To be sure, the beverage industry isn't happy about the move. "A few mayors have chosen sound-bite environmentalism over sound public policy in their zeal to appease liberal activist groups that are pedaling misinformation about bottled water," the Associated Press quoted Kevin Keane, a senior vice president of the industry's American Beverage Association, as saying.
But the mayors' move is smart. About 25% of bottled water comes from municipal sources anyway -- the same municipal sources that provide tap water. They also regulate and monitor water quality more regularly, according to the Natural Resources Defense Council.
Moreover, considering that municipal sources are often city sources of water supply, why should these municipalities pay for their own water along with the $70 million that Corporate Accountability International estimates it costs to dispose of the plastic bottles every year?
Tap the tap
I salute the U.S. Conference of Mayors for its action and think others should enact similar measures. Many restaurants have banned serving bottled water altogether, and offer tap only.

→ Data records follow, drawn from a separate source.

//! Fixed catalog and staff accounts loaded into empty collections at startup.

use crate::data::activity::{Activity, ScheduleDetails};
use crate::data::teacher::Teacher;
use crate::error::{BackendError, HashError};
use crate::role::Role;
use crate::security::PasswordHasher;
use crate::store::{DocumentCollection, Filter, Store};

struct SeedActivity {
    name: &'static str,
    description: &'static str,
    schedule: &'static str,
    days: &'static [&'static str],
    start_time: &'static str,
    end_time: &'static str,
    max_participants: u32,
    participants: &'static [&'static str],
}

struct SeedTeacher {
    username: &'static str,
    display_name: &'static str,
    password: &'static str,
    role: Role,
}

const ACTIVITIES: &[SeedActivity] = &[
    SeedActivity {
        name: "Chess Club",
        description: "Learn strategies and compete in chess tournaments",
        schedule: "Mondays and Fridays, 3:15 PM - 4:45 PM",
        days: &["Monday", "Friday"],
        start_time: "15:15",
        end_time: "16:45",
        max_participants: 12,
        participants: &["michael@mergington.edu", "daniel@mergington.edu"],
    },
    SeedActivity {
        name: "Programming Class",
        description: "Learn programming fundamentals and build software projects",
        schedule: "Tuesdays and Thursdays, 7:00 AM - 8:00 AM",
        days: &["Tuesday", "Thursday"],
        start_time: "07:00",
        end_time: "08:00",
        max_participants: 20,
        participants: &["emma@mergington.edu", "sophia@mergington.edu"],
    },
    SeedActivity {
        name: "Morning Fitness",
        description: "Early morning physical training and exercises",
        schedule: "Mondays, Wednesdays, Fridays, 6:30 AM - 7:45 AM",
        days: &["Monday", "Wednesday", "Friday"],
        start_time: "06:30",
        end_time: "07:45",
        max_participants: 30,
        participants: &["john@mergington.edu", "olivia@mergington.edu"],
    },
    SeedActivity {
        name: "Soccer Team",
        description: "Join the school soccer team and compete in matches",
        schedule: "Tuesdays and Thursdays, 3:30 PM - 5:30 PM",
        days: &["Tuesday", "Thursday"],
        start_time: "15:30",
        end_time: "17:30",
        max_participants: 22,
        participants: &["liam@mergington.edu", "noah@mergington.edu"],
    },
    SeedActivity {
        name: "Basketball Team",
        description: "Practice and compete in basketball tournaments",
        schedule: "Wednesdays and Fridays, 3:15 PM - 5:00 PM",
        days: &["Wednesday", "Friday"],
        start_time: "15:15",
        end_time: "17:00",
        max_participants: 15,
        participants: &["ava@mergington.edu", "mia@mergington.edu"],
    },
    SeedActivity {
        name: "Art Club",
        description: "Explore various art techniques and create masterpieces",
        schedule: "Thursdays, 3:15 PM - 5:00 PM",
        days: &["Thursday"],
        start_time: "15:15",
        end_time: "17:00",
        max_participants: 15,
        participants: &["amelia@mergington.edu", "harper@mergington.edu"],
    },
    SeedActivity {
        name: "Drama Club",
        description: "Act, direct, and produce plays and performances",
        schedule: "Mondays and Wednesdays, 3:30 PM - 5:30 PM",
        days: &["Monday", "Wednesday"],
        start_time: "15:30",
        end_time: "17:30",
        max_participants: 20,
        participants: &["ella@mergington.edu", "scarlett@mergington.edu"],
    },
    SeedActivity {
        name: "Math Club",
        description: "Solve challenging problems and prepare for math competitions",
        schedule: "Tuesdays, 7:15 AM - 8:00 AM",
        days: &["Tuesday"],
        start_time: "07:15",
        end_time: "08:00",
        max_participants: 10,
        participants: &["james@mergington.edu", "benjamin@mergington.edu"],
    },
    SeedActivity {
        name: "Debate Team",
        description: "Develop public speaking and argumentation skills",
        schedule: "Fridays, 3:30 PM - 5:30 PM",
        days: &["Friday"],
        start_time: "15:30",
        end_time: "17:30",
        max_participants: 12,
        participants: &["charlotte@mergington.edu", "amelia@mergington.edu"],
    },
    SeedActivity {
        name: "Weekend Robotics Workshop",
        description: "Build and program robots in our state-of-the-art workshop",
        schedule: "Saturdays, 10:00 AM - 2:00 PM",
        days: &["Saturday"],
        start_time: "10:00",
        end_time: "14:00",
        max_participants: 15,
        participants: &["ethan@mergington.edu", "oliver@mergington.edu"],
    },
    SeedActivity {
        name: "Science Olympiad",
        description: "Weekend science competition preparation for regional and state events",
        schedule: "Saturdays, 1:00 PM - 4:00 PM",
        days: &["Saturday"],
        start_time: "13:00",
        end_time: "16:00",
        max_participants: 18,
        participants: &["isabella@mergington.edu", "lucas@mergington.edu"],
    },
    SeedActivity {
        name: "Sunday Chess Tournament",
        description: "Weekly tournament for serious chess players with rankings",
        schedule: "Sundays, 2:00 PM - 5:00 PM",
        days: &["Sunday"],
        start_time: "14:00",
        end_time: "17:00",
        max_participants: 16,
        participants: &["william@mergington.edu", "jacob@mergington.edu"],
    },
    SeedActivity {
        name: "Manga Maniacs",
        description: "Explore the fantastic stories of the most interesting characters from Japanese Manga (graphic novels).",
        schedule: "Tuesdays, 7:00 PM - 8:00 PM",
        days: &["Tuesday"],
        start_time: "19:00",
        end_time: "20:00",
        max_participants: 15,
        participants: &[],
    },
];

const TEACHERS: &[SeedTeacher] = &[
    SeedTeacher {
        username: "mrodriguez",
        display_name: "Ms. Rodriguez",
        password: "art123",
        role: Role::Teacher,
    },
    SeedTeacher {
        username: "mchen",
        display_name: "Mr. Chen",
        password: "chess456",
        role: Role::Teacher,
    },
    SeedTeacher {
        username: "principal",
        display_name: "Principal Martinez",
        password: "admin789",
        role: Role::Admin,
    },
];

fn to_strings(values: &[&str]) -> Vec<String> {
    values.iter().map(|it| it.to_string()).collect()
}

pub fn initial_activities() -> Vec<Activity> {
    ACTIVITIES
        .iter()
        .map(|seed| Activity {
            name: seed.name.to_string(),
            description: seed.description.to_string(),
            schedule: seed.schedule.to_string(),
            schedule_details: ScheduleDetails {
                days: to_strings(seed.days),
                start_time: seed.start_time.to_string(),
                end_time: seed.end_time.to_string(),
            },
            max_participants: seed.max_participants,
            participants: to_strings(seed.participants),
        })
        .collect()
}

/// Seed staff accounts with their credentials already hashed.
pub fn initial_teachers(hasher: &PasswordHasher) -> Result<Vec<Teacher>, HashError> {
    TEACHERS
        .iter()
        .map(|seed| -> Result<Teacher, HashError> {
            Ok(Teacher::new(
                seed.username,
                seed.display_name,
                hasher.hash(seed.password)?,
                seed.role,
            ))
        })
        .collect()
}

/// Populates each collection from the seed data only if it is empty, so
/// repeated calls leave the store unchanged.
pub async fn init_database(store: &mut Store, hasher: &PasswordHasher) -> Result<(), BackendError> {
    if store.activities.count_documents(&Filter::all()).await? == 0 {
        let activities = initial_activities();
        tracing::info!("Seeding {} activities...", activities.len());
        for activity in activities {
            store.activities.insert_one(activity.to_document()?).await?;
        }
    } else {
        tracing::debug!("Activities already present, skipping seed.");
    }

    if store.teachers.count_documents(&Filter::all()).await? == 0 {
        let teachers = initial_teachers(hasher)?;
        tracing::info!("Seeding {} teacher accounts...", teachers.len());
        for teacher in teachers {
            store.teachers.insert_one(teacher.to_document()?).await?;
        }
    } else {
        tracing::debug!("Teacher accounts already present, skipping seed.");
    }

    Ok(())
}

#[cfg(test)]
mod tests {
    use super::*;

    #[test]
    fn catalog_is_well_formed() {
        let activities = initial_activities();
        assert_eq!(activities.len(), 13);

        for activity in &activities {
            let details = &activity.schedule_details;
            assert!(!details.days.is_empty(), "{} has no days", activity.name);
            assert_eq!(details.start_time.len(), 5, "{}", activity.name);
            assert_eq!(details.end_time.len(), 5, "{}", activity.name);
            assert!(details.start_time < details.end_time, "{}", activity.name);
            assert!(!activity.is_full(), "{}", activity.name);
        }
    }

    #[test]
    fn seed_accounts_are_hashed() {
        let teachers = initial_teachers(&PasswordHasher::new(4).unwrap()).unwrap();

        assert_eq!(teachers.len(), 3);
        for (teacher, seed) in teachers.iter().zip(TEACHERS) {
            assert_eq!(teacher.username, seed.username);
            assert!(teacher.password.verify(seed.password));
        }
        assert_eq!(
            teachers.iter().filter(|it| it.role.is_admin()).count(),
            1
        );
    }
}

It isn't so much the water that is the problem with bottled water, it's the plastic waste. We in the U.S. consume 81 million plastic bottles per day, according to the Container Recycling Institute. With less than one-third of these bottles getting recycled, that leaves a lot of waste. And plastics don't biodegrade.
Now while I say that water use isn't so much the problem with bottled water, it's a growing one -- both in terms of tapping supplies as well as in precedent.
The $15 billion-plus bottled-water industry has grown out of nothing over the last couple of decades. The water used to supply it amounts to far less than 1% of supply. However, the idea that water itself can be owned is disturbing.
We can only survive about three days without water. Like air, it should be made available to us as part of what many organizations call the "commons." We don't pay for air, why water?
The amount of private water providers has grown more than 100-fold since 1990 and they now supply about 10% of the world's population, according to water activist Maude Barlow, founder of the Blue Planet Project. And water ownership is growing with people, and investors seeing it as a ripe commodity.
T. Boone Pickens, the famous oil investor, for example, is betting big on water, buying up rights in the Southwest.
I'm not saying that people shouldn't have the right to buy premium water (some wingnuts have opened oxygen bars after all), but there should be a limit on the amount of water profiteers can own, then let speculators have at it.
We need look no further than our food supply to see the dangers speculation has on prices -- and therefore those who cannot afford to pay; they starve.
We should set a water policy that assures people have ready access to it as part of their right to exist. Sure we trade taxes for rights all the time. And I think that is exactly the point of the U.S. mayors who voted to end taxpayer funding of bottled water: It's ours to begin with. Water should not be made into a total commodity. That would have life and death consequences, and markets don't care; they operate without conscience.